THE TASK:
Set down word for word each line from the start of the listing through the line that contains "use std::process::ExitCode;", both included.

-------- DATA RECORDS

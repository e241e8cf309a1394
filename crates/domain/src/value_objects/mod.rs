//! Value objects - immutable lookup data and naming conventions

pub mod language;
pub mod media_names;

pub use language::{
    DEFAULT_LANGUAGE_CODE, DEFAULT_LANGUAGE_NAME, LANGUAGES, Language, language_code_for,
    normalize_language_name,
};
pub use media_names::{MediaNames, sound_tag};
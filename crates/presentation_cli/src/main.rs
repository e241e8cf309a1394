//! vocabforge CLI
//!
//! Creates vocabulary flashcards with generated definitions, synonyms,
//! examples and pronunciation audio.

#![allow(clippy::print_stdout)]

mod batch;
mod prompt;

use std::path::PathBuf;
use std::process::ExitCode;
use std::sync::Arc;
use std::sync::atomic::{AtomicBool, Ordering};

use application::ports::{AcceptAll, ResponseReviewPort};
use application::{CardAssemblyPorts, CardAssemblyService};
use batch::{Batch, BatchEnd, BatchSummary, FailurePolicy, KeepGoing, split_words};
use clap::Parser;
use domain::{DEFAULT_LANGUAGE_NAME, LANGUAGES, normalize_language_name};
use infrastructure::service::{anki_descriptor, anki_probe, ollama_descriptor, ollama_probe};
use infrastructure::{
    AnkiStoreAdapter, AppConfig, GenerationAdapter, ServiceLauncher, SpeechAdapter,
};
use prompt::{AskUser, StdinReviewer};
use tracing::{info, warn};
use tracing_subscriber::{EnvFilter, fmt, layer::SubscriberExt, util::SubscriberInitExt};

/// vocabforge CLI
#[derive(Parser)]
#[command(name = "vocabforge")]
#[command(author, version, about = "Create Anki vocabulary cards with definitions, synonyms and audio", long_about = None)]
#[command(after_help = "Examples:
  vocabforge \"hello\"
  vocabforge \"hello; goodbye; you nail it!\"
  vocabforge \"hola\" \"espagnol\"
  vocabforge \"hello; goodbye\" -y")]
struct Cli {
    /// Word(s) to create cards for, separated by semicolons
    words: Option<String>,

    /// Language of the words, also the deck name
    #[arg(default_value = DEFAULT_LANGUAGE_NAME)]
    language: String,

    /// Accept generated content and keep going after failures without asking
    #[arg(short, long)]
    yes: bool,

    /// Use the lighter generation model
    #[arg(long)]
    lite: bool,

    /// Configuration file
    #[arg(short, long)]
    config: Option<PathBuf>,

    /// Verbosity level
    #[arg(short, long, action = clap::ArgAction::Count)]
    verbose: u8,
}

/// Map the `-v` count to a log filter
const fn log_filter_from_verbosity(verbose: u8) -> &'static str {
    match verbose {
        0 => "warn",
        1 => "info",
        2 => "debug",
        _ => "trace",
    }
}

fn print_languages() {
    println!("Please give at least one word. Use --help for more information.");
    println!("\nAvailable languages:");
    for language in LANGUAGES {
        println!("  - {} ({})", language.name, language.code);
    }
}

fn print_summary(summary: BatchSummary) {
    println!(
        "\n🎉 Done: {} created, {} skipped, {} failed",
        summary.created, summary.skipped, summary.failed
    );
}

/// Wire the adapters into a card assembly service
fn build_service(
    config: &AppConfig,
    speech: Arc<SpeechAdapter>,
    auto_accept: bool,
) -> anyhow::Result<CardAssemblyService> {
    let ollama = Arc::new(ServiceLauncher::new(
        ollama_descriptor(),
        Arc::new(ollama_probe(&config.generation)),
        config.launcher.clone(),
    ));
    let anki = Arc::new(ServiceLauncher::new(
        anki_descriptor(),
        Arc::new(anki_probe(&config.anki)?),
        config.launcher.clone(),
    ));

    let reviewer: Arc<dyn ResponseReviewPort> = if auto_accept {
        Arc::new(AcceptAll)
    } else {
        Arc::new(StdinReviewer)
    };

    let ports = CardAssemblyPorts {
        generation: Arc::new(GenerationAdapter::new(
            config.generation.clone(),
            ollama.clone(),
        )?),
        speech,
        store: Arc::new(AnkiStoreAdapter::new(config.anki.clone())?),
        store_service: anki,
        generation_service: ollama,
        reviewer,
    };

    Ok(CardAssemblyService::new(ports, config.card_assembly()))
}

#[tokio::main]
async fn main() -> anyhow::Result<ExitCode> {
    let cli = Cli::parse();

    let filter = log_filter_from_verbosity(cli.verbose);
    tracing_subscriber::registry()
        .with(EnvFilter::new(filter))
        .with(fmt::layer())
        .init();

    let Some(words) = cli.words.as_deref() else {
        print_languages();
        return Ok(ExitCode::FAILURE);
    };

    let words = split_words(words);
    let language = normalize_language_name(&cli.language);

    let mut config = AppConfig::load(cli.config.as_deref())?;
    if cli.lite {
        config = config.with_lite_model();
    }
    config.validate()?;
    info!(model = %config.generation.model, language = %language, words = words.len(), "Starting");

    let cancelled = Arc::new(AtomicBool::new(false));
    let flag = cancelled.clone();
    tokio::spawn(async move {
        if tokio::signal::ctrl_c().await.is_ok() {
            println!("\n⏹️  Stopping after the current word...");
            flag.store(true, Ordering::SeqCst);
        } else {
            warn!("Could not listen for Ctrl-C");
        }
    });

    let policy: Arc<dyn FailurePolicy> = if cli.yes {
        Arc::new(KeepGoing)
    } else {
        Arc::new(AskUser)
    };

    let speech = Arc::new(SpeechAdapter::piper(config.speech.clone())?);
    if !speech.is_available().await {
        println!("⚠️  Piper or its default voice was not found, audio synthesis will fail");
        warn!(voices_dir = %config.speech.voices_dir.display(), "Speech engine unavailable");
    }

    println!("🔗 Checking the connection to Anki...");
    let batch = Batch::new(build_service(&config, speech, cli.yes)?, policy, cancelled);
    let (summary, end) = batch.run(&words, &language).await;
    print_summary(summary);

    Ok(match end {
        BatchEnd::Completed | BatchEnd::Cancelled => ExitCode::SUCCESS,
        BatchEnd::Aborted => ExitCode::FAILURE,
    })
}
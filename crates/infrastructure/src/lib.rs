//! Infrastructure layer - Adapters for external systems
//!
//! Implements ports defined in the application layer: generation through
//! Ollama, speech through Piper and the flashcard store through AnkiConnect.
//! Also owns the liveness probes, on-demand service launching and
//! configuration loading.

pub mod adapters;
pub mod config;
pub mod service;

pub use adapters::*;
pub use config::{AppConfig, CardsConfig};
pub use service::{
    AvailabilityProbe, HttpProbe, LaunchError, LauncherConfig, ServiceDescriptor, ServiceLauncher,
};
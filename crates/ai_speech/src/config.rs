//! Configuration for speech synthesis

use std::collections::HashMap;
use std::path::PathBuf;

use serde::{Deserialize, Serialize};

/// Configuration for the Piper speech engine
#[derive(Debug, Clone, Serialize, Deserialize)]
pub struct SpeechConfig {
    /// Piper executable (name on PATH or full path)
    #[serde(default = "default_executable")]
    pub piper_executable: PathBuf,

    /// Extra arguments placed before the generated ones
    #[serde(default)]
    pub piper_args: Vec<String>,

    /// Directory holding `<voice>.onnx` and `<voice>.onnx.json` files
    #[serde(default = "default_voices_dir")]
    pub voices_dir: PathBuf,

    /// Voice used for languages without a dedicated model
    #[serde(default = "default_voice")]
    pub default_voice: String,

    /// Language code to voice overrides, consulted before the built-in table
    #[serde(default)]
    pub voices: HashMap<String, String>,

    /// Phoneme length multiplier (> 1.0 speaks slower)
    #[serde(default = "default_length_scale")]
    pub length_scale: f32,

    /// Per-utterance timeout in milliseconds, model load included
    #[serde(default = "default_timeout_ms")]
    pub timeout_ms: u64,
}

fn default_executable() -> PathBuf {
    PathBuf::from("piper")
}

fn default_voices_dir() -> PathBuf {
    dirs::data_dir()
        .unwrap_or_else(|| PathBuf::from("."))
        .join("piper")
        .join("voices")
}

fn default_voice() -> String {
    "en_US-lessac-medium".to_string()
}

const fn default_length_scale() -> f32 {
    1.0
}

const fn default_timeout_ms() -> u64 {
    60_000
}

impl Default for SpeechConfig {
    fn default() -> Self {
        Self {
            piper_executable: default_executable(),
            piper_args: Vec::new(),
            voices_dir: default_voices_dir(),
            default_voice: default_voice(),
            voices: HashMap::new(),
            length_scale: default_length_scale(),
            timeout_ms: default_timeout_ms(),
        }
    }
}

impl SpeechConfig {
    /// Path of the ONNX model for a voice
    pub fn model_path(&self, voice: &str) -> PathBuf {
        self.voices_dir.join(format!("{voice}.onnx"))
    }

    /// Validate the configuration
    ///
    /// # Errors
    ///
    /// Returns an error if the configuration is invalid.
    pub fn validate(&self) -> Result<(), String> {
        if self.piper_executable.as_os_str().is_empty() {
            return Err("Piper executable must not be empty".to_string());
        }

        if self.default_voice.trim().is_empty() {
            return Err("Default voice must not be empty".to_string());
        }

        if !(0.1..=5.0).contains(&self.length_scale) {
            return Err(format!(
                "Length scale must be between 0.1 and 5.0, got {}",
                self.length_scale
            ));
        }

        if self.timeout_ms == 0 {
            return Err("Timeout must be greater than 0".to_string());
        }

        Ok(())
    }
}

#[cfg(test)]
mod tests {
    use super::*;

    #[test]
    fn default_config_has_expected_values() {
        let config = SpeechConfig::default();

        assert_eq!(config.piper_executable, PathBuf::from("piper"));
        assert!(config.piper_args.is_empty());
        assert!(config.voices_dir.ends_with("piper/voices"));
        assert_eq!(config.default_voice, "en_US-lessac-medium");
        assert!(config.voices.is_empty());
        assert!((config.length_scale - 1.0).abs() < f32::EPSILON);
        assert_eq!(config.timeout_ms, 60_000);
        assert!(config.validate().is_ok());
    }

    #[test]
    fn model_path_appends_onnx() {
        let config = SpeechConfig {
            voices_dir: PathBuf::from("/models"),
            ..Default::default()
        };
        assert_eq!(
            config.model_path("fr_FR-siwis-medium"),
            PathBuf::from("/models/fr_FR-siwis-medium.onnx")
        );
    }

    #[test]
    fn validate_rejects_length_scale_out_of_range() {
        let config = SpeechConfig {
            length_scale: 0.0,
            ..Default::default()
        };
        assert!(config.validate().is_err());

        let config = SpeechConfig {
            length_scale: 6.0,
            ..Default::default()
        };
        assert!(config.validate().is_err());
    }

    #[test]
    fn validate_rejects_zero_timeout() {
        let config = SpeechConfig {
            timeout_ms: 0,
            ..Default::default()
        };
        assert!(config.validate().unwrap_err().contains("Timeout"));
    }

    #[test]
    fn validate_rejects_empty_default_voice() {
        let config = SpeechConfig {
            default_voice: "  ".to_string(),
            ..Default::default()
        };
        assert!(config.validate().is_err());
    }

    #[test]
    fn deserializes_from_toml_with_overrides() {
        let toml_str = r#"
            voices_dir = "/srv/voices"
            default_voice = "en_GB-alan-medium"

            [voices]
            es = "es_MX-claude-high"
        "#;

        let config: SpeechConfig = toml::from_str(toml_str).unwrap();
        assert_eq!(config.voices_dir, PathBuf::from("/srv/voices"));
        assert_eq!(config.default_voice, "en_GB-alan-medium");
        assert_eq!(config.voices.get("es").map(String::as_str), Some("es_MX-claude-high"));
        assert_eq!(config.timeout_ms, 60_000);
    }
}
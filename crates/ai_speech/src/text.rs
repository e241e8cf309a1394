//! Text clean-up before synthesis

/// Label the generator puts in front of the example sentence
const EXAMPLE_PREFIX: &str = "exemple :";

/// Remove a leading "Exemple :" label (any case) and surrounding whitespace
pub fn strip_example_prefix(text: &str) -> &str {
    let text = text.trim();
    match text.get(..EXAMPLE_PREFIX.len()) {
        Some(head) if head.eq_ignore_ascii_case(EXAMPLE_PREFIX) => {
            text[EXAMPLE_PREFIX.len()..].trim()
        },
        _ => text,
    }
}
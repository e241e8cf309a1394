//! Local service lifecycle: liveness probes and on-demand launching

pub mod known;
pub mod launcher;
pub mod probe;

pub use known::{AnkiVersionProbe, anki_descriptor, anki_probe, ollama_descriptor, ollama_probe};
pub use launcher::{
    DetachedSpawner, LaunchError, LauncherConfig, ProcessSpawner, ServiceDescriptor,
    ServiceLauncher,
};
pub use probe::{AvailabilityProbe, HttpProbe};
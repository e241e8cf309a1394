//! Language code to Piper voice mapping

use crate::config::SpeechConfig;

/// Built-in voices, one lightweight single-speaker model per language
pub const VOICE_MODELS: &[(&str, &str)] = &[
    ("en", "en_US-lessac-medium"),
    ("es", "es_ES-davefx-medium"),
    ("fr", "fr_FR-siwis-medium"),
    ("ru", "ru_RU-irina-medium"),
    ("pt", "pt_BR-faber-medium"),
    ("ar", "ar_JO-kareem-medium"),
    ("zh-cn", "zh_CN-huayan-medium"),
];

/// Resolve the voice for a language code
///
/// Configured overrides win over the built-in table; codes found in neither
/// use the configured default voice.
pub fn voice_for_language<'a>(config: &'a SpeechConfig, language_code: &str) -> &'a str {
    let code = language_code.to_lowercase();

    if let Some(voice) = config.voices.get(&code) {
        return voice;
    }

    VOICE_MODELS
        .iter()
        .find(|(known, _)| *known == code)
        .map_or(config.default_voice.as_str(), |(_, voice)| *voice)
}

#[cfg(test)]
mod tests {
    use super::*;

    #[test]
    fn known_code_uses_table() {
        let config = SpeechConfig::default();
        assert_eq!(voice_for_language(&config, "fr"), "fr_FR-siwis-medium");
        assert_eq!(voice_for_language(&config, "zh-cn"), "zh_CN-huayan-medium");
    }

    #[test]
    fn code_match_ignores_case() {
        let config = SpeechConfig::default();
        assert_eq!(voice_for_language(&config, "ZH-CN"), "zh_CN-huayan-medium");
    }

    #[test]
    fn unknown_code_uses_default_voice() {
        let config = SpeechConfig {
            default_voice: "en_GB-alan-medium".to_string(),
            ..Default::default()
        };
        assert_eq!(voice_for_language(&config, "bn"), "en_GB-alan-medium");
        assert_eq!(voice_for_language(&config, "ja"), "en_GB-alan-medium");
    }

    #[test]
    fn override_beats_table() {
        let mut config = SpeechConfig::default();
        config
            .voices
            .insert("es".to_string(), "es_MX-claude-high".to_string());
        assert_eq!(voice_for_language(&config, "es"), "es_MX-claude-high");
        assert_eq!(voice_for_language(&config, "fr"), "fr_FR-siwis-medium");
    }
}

----------------

EXERCISE RESPONSE:
repository e241e8cf309a1394
filename crates/domain/src/value_objects/mod.rs
//! Value objects - immutable lookup data and naming conventions

pub mod language;
pub mod media_names;

pub use language::{
    DEFAULT_LANGUAGE_CODE, DEFAULT_LANGUAGE_NAME, LANGUAGES, Language, language_code_for,
    normalize_language_name,
};
pub use media_names::{MediaNames, sound_tag};
filename crates/presentation_cli/src/main.rs
repository e241e8cf309a1394
//! vocabforge CLI
//!
//! Creates vocabulary flashcards with generated definitions, synonyms,
//! examples and pronunciation audio.

#![allow(clippy::print_stdout)]

mod batch;
mod prompt;

use std::path::PathBuf;
use std::process::ExitCode;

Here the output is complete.